Deel dit artikel
-

Hyperpersonalisatie: de aanpak van Spotify, Netflix en Stitch Fix tegen het licht gehouden

Van scherpe (product)aanbevelingen tot een unieke app of website voor iedere gebruiker. Koplopers laten zien dat hyperpersonalisatie goed in kan spelen op klantwensen, maar ook grote inspanningen vergt om succesvol toe te passen. Het roept de vraag op wat hiervoor nodig is. Daarom houden we de aanpak van Netflix, Spotify en Stitch Flix tegen het licht. “Alles wat pixels gebruikt, kun je persoonlijk maken.”

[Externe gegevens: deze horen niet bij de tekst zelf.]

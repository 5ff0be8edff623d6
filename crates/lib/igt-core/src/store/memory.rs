use std::collections::BTreeMap;
use std::sync::Arc;

use igt_store::models::{Subgraph, TextNode, WriteBatch};
use tokio::sync::RwLock;
use tracing::debug;

use super::{GraphStore, StoreResult, ensure_non_empty, validate_batch};

/// Process-local store keeping one subgraph per document.
#[derive(Clone, Default)]
pub struct MemoryGraphStore {
    documents: Arc<RwLock<BTreeMap<String, Subgraph>>>,
}

impl MemoryGraphStore {
    #[must_use]
    pub fn new() -> Self {
        Self::default()
    }

    pub async fn len(&self) -> usize {
        self.documents.read().await.len()
    }

    pub async fn is_empty(&self) -> bool {
        self.documents.read().await.is_empty()
    }
}

impl GraphStore for MemoryGraphStore {
    async fn write_document(&self, batch: WriteBatch) -> StoreResult<()> {
        let subgraph = validate_batch(&batch)?;
        let mut documents = self.documents.write().await;
        documents.insert(batch.document_id.clone(), subgraph);
        debug!(document_id = %batch.document_id, "replaced document subgraph");
        Ok(())
    }

    async fn read_document(&self, document_id: &str) -> StoreResult<Option<Subgraph>> {
        ensure_non_empty(document_id, "document_id")?;
        Ok(self.documents.read().await.get(document_id).cloned())
    }

    async fn list_documents(&self, limit: usize) -> StoreResult<Vec<TextNode>> {
        Ok(self
            .documents
            .read()
            .await
            .values()
            .take(limit)
            .map(|subgraph| subgraph.text.clone())
            .collect())
    }

    async fn document_ids(&self) -> StoreResult<Vec<String>> {
        Ok(self.documents.read().await.keys().cloned().collect())
    }
}

#[cfg(test)]
mod tests {
    use igt_store::models::{NodeRecord, SectionNode};

    use super::*;
    use crate::store::StoreError;

    fn batch(document_id: &str, sections: &[&str]) -> WriteBatch {
        let mut batch = WriteBatch::new(document_id.to_string());
        batch.upsert_node(NodeRecord::Text(TextNode {
            key: document_id.to_string(),
            document_id: document_id.to_string(),
            title: None,
            source: None,
            comment: None,
            language_code: None,
        }));
        for (order, key) in (0_i64..).zip(sections) {
            batch.upsert_node(NodeRecord::Section(SectionNode {
                key: (*key).to_string(),
                document_id: document_id.to_string(),
                order,
            }));
        }
        batch
    }

    #[tokio::test]
    async fn rewrite_replaces_previous_subgraph() {
        let store = MemoryGraphStore::new();
        store.write_document(batch("t", &["a", "b"])).await.expect("first write");
        store.write_document(batch("t", &["c"])).await.expect("second write");

        let subgraph = store.read_document("t").await.expect("read").expect("stored");
        let keys: Vec<_> = subgraph.sections.iter().map(|s| s.key.as_str()).collect();
        assert_eq!(keys, vec!["c"]);
        assert_eq!(store.len().await, 1);
    }

    #[tokio::test]
    async fn unknown_document_reads_as_none() {
        let store = MemoryGraphStore::new();
        assert!(store.read_document("missing").await.expect("read").is_none());
    }

    #[tokio::test]
    async fn batch_without_document_node_is_rejected() {
        let store = MemoryGraphStore::new();
        let batch = WriteBatch::new("t".to_string());
        let err = store.write_document(batch).await.expect_err("should reject");
        assert!(matches!(err, StoreError::InvalidInput(_)));
        assert!(store.is_empty().await);
    }

    #[tokio::test]
    async fn lists_documents_in_id_order() {
        let store = MemoryGraphStore::new();
        store.write_document(batch("b", &[])).await.expect("write b");
        store.write_document(batch("a", &[])).await.expect("write a");
        let ids = store.document_ids().await.expect("ids");
        assert_eq!(ids, vec!["a".to_string(), "b".to_string()]);
        let listed = store.list_documents(1).await.expect("list");
        assert_eq!(listed.len(), 1);
        assert_eq!(listed[0].key, "a");
    }
}
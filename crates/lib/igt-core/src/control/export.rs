use futures::future::try_join_all;
use igt_store::tree::Document;
use tracing::{info, warn};

use crate::exporters::{ExportArtifact, ExportFormat};
use crate::graph::{DocumentRecords, Reconstruction, reconstruct};
use crate::store::GraphStore;

use super::{ControlError, IgtControlPlane, require_id};

const CORPUS_FILE_STEM: &str = "interlinear_texts";

impl<S: GraphStore> IgtControlPlane<S> {
    /// Reads a stored document and rebuilds its tree.
    ///
    /// # Errors
    /// Returns `ControlError::NotFound` if nothing is stored under the id, or a
    /// store error if the read fails.
    pub async fn load_document(&self, document_id: &str) -> Result<Reconstruction, ControlError> {
        require_id(document_id, "document_id")?;
        let subgraph = self
            .store
            .read_document(document_id)
            .await?
            .ok_or_else(|| ControlError::NotFound(format!("document {document_id}")))?;
        let reconstruction = reconstruct(DocumentRecords::from_subgraph(subgraph));
        for warning in &reconstruction.warnings {
            warn!(
                document_id,
                entity_id = %warning.entity_id,
                "{}",
                warning.message
            );
        }
        Ok(reconstruction)
    }

    /// Reads and rebuilds every stored document, in id order.
    ///
    /// # Errors
    /// Returns `ControlError` if a store read fails.
    pub async fn load_corpus(&self) -> Result<Vec<Document>, ControlError> {
        let ids = self.store.document_ids().await?;
        let documents = try_join_all(ids.iter().map(|id| self.load_document(id))).await?;
        Ok(documents
            .into_iter()
            .map(|reconstruction| reconstruction.document)
            .collect())
    }

    /// Exports one stored document.
    ///
    /// # Errors
    /// Returns `ControlError::NotFound` for unknown ids, or an export error if
    /// serialization fails.
    pub async fn export_document(
        &self,
        document_id: &str,
        format: ExportFormat,
    ) -> Result<ExportArtifact, ControlError> {
        let reconstruction = self.load_document(document_id).await?;
        let artifact = format.render(std::slice::from_ref(&reconstruction.document), document_id)?;
        info!(document_id, format = %format, bytes = artifact.content.len(), "exported document");
        Ok(artifact)
    }

    /// Exports every stored document into one artifact.
    ///
    /// # Errors
    /// Returns `ControlError::NotFound` when the store holds no documents.
    pub async fn export_corpus(&self, format: ExportFormat) -> Result<ExportArtifact, ControlError> {
        let documents = self.load_corpus().await?;
        if documents.is_empty() {
            warn!(format = %format, "export requested with no stored texts");
            return Err(ControlError::NotFound("no texts available for export".to_string()));
        }
        let artifact = format.render(&documents, CORPUS_FILE_STEM)?;
        info!(
            format = %format,
            documents = documents.len(),
            bytes = artifact.content.len(),
            "exported corpus"
        );
        Ok(artifact)
    }
}
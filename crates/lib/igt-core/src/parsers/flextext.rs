use std::{collections::HashSet, error::Error, fmt, path::Path};

use igt_store::schema::{
    KIND_DOCUMENT,
    KIND_GLOSS,
    KIND_MORPHEME,
    KIND_PHRASE,
    KIND_SECTION,
    KIND_WORD,
    synthesize_id,
};
use igt_store::tree::{
    Document,
    Gloss,
    GlossKind,
    GlossTarget,
    Morpheme,
    MorphemeType,
    Phrase,
    Section,
    TargetKind,
    Word,
    non_empty,
};
use roxmltree::{Document as XmlDocument, Node};
use serde::{Deserialize, Serialize};

/// Options for parsing `.flextext` documents.
#[derive(Debug, Clone, Default)]
pub struct ParseOptions {
    /// Name of the source (usually the file path). Together with the title
    /// it seeds identifiers of interlinear texts that carry no `guid`.
    pub source_name: Option<String>,
}

impl ParseOptions {
    #[must_use]
    pub fn new() -> Self {
        Self::default()
    }

    #[must_use]
    pub fn with_source_name(mut self, source_name: impl Into<String>) -> Self {
        self.source_name = Some(source_name.into());
        self
    }
}

/// Output from parsing a `.flextext` document.
#[derive(Debug, Clone)]
pub struct ParseOutput {
    pub documents: Vec<Document>,
    pub warnings: Vec<ParseWarning>,
}

/// Recoverable problem found while parsing, attached to the affected entity.
#[derive(Debug, Clone, Serialize, Deserialize, PartialEq, Eq)]
pub struct ParseWarning {
    pub entity_id: String,
    pub path: String,
    pub message: String,
}

#[derive(Debug, Clone, Copy, PartialEq, Eq)]
pub enum ParseErrorKind {
    Malformed,
    MissingContainer,
    Io,
}

/// Error type for `.flextext` parse failures.
#[derive(Debug)]
pub struct ParseError {
    kind: ParseErrorKind,
    message: String,
    path: Option<String>,
    position: Option<(u32, u32)>,
}

impl ParseError {
    fn new(kind: ParseErrorKind, message: impl Into<String>) -> Self {
        Self {
            kind,
            message: message.into(),
            path: None,
            position: None,
        }
    }

    fn at(mut self, path: impl Into<String>, position: (u32, u32)) -> Self {
        self.path = Some(path.into());
        self.position = Some(position);
        self
    }

    #[must_use]
    pub const fn kind(&self) -> ParseErrorKind {
        self.kind
    }

    #[must_use]
    pub fn message(&self) -> &str {
        &self.message
    }

    /// Element path of the offending node, when known.
    #[must_use]
    pub fn path(&self) -> Option<&str> {
        self.path.as_deref()
    }

    /// One-based `(line, column)` of the offending node, when known.
    #[must_use]
    pub const fn position(&self) -> Option<(u32, u32)> {
        self.position
    }
}

impl fmt::Display for ParseError {
    fn fmt(&self, f: &mut fmt::Formatter<'_>) -> fmt::Result {
        write!(f, "flextext parse error: {}", self.message)?;
        if let Some(path) = self.path.as_deref() {
            write!(f, " at {path}")?;
        }
        if let Some((line, column)) = self.position {
            write!(f, " (line {line}, column {column})")?;
        }
        Ok(())
    }
}

impl Error for ParseError {}

impl From<roxmltree::Error> for ParseError {
    fn from(err: roxmltree::Error) -> Self {
        let pos = err.pos();
        let mut parsed = Self::new(ParseErrorKind::Malformed, err.to_string());
        parsed.position = Some((pos.row, pos.col));
        parsed
    }
}

impl From<std::io::Error> for ParseError {
    fn from(err: std::io::Error) -> Self {
        Self::new(ParseErrorKind::Io, err.to_string())
    }
}

impl From<tokio::task::JoinError> for ParseError {
    fn from(err: tokio::task::JoinError) -> Self {
        Self::new(ParseErrorKind::Io, err.to_string())
    }
}

/// Parser for FLEx `.flextext` interlinear text files.
pub struct FlextextParser;

impl FlextextParser {
    /// Parses `.flextext` XML into document trees.
    ///
    /// Language inheritance is resolved here, once: every phrase, word and
    /// morpheme leaves the parser carrying its effective language.
    ///
    /// # Errors
    /// Returns `ParseError` if the XML is malformed, the root element is not a
    /// flextext root, or a populated child list lacks its wrapper container.
    pub fn parse(xml: &str, options: &ParseOptions) -> Result<ParseOutput, ParseError> {
        let xml_doc = XmlDocument::parse(xml)?;
        let root = xml_doc.root_element();
        let mut context = Context::new(&xml_doc);

        let (texts, root_path) = match root.tag_name().name() {
            "document" => {
                let texts: Vec<_> = root
                    .children()
                    .filter(|node| node.has_tag_name("interlinear-text"))
                    .collect();
                (texts, "document".to_string())
            }
            "interlinear-text" => (vec![root], String::new()),
            other => {
                return Err(ParseError::new(
                    ParseErrorKind::Malformed,
                    format!("unexpected root element <{other}>"),
                )
                .at(other, context.position(root)));
            }
        };

        let seed = options.source_name.as_deref().unwrap_or_default();
        let mut documents = Vec::with_capacity(texts.len());
        for (index, text) in texts.into_iter().enumerate() {
            let path = join_path(&root_path, &format!("interlinear-text[{index}]"));
            documents.push(context.parse_text(text, seed, index, &path)?);
        }

        Ok(ParseOutput {
            documents,
            warnings: context.warnings,
        })
    }

    /// Parses XML asynchronously using a blocking task.
    ///
    /// # Errors
    /// Returns `ParseError` if parsing fails or the task panics.
    pub async fn parse_async(xml: String, options: ParseOptions) -> Result<ParseOutput, ParseError> {
        tokio::task::spawn_blocking(move || Self::parse(&xml, &options)).await?
    }

    /// Parses a `.flextext` file asynchronously. The path seeds synthesized
    /// document identifiers unless the options already name a source.
    ///
    /// # Errors
    /// Returns `ParseError` if the file cannot be read or the XML cannot be parsed.
    pub async fn parse_file(
        path: impl AsRef<Path>,
        options: ParseOptions,
    ) -> Result<ParseOutput, ParseError> {
        let path = path.as_ref().to_path_buf();
        let options = if options.source_name.is_some() {
            options
        } else {
            let name = path.display().to_string();
            options.with_source_name(name)
        };
        let xml = tokio::fs::read_to_string(path).await?;
        Self::parse_async(xml, options).await
    }
}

Het is al gauw twintig jaar geleden dat Amazon startte met productsuggesties op basis van voorkeuren van andere klanten: ‘Mensen die x kopen, kopen ook y’. Een tak van sport die zich door de jaren heen heeft verfijnd, en nog immer geldt dat het gros van personalisatie – zeker binnen retail – op deze manier gebeurt. Dat de mogelijkheden ervan steeds verder strekken, blijkt wel uit vorderingen die de Amerikaanse online moderetailer Stitch Fix, die data en menselijke stylisten inzet om klanten een op maat gesneden aanbod te doen, recent heeft geboekt. Algoritmen genereerden al een persoonlijke Style Card met items die passen bij een kledingstuk dat klanten bestelden. Door de vraag uit de markt is vorig jaar besloten om die producten direct koopbaar te maken. Om tot een persoonlijke outfit te komen, wordt met een drietrapsmodel gewerkt, tekende Venturebeat deze zomer op. Te weten: het matchen van twee bij elkaar passende items, middels een template uitbreiden naar een hele outfit en als laatste stap het vaststellen van een ‘anker-item’ dat een klant eerder heeft gehouden en voorraadgegevens meerekenen. Pas in de laatste stap wordt er dus echt naar de persoonlijke voorkeuren gekeken. En dat werkt: meer dan een derde van de klanten die via de Shop Your Looks-test een outfit hebben gekocht, heeft meerdere keren met de functie gewerkt. En ongeveer zestig procent kocht twee of meer items. Wat hieraan bijdraagt, is dat de gesuggereerde outfits gedurende een dag verschillende keren worden ververst, zodat klanten terugkomen om ze te bekijken.

Volgens het bedrijf heeft Stitch Fix deze activiteiten weten uit te bouwen doordat er al een systeem lag en er al veel klantdata werd ingewonnen. Wanneer een klant zich aanmeldt, wordt een intake gedaan die al zo’n negentig verschillende datapunten oplevert. En ook feedback tijdens de check-out (die zo’n 85 procent van de shoppers invult), de op een likes en dislikes-systeem gebaseerde Style Shuffle en klantvragen die de stylisten krijgen, zorgen voor de opbouw van tamelijk nauwkeurige klantprofielen.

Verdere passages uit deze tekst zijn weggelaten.